◆ **DATA FOR THIS EXERCISE**
════════════════════
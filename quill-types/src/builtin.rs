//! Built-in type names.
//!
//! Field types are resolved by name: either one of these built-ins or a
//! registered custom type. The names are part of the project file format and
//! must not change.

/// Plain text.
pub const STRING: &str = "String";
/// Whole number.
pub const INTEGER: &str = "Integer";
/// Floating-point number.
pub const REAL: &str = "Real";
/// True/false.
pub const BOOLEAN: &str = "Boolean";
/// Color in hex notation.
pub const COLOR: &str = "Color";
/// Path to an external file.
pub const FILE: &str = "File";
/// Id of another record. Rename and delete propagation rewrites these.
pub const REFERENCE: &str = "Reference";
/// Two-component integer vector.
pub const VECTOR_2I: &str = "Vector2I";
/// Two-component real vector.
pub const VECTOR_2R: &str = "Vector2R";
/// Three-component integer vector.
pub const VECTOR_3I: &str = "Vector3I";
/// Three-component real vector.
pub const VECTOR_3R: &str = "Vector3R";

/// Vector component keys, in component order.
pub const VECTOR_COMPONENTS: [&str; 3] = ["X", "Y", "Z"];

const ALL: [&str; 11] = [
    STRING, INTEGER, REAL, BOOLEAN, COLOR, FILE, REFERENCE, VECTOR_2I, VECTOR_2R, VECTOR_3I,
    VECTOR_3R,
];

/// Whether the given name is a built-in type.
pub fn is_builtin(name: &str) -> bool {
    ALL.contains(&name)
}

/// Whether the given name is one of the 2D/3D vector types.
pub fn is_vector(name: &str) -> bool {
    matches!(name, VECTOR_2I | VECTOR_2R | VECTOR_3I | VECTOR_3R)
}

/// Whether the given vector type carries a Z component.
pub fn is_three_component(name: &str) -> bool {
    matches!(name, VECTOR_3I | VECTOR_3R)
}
════════════════════
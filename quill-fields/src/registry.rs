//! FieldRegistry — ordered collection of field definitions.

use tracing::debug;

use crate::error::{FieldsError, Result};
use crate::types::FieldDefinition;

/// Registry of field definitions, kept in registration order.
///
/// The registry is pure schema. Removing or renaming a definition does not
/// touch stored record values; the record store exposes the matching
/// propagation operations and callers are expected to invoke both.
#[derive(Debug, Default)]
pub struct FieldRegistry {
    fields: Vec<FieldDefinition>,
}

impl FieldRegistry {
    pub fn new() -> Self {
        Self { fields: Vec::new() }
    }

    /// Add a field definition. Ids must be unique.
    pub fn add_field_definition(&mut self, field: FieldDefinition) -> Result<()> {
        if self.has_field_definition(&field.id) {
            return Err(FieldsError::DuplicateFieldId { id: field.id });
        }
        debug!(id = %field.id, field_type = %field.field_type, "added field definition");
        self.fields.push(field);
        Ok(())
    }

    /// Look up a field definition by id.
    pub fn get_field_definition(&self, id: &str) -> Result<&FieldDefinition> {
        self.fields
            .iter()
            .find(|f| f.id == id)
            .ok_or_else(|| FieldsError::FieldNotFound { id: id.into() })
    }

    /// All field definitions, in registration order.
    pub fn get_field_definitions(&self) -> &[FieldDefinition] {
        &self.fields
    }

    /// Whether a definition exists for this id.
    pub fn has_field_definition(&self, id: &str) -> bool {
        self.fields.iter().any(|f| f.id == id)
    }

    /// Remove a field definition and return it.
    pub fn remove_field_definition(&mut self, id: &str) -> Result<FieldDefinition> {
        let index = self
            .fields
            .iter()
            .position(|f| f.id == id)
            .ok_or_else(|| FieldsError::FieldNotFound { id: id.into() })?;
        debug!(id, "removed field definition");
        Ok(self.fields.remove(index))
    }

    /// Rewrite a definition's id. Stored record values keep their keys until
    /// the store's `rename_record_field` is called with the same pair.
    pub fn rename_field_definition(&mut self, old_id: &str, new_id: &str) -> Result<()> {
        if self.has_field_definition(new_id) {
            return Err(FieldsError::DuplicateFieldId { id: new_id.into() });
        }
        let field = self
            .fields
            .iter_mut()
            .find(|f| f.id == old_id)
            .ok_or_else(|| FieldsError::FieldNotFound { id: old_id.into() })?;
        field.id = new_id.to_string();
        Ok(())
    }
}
════════════════════
◆ **TASK REQUIREMENTS**
With the line that has "an external file." as the first and the line that has "in component order." as the last, repeat exactly that run of lines above and no more.

◆ **ANSWER BELOW**
/// Path to an external file.
pub const FILE: &str = "File";
/// Id of another record. Rename and delete propagation rewrites these.
pub const REFERENCE: &str = "Reference";
/// Two-component integer vector.
pub const VECTOR_2I: &str = "Vector2I";
/// Two-component real vector.
pub const VECTOR_2R: &str = "Vector2R";
/// Three-component integer vector.
pub const VECTOR_3I: &str = "Vector3I";
/// Three-component real vector.
pub const VECTOR_3R: &str = "Vector3R";

/// Vector component keys, in component order.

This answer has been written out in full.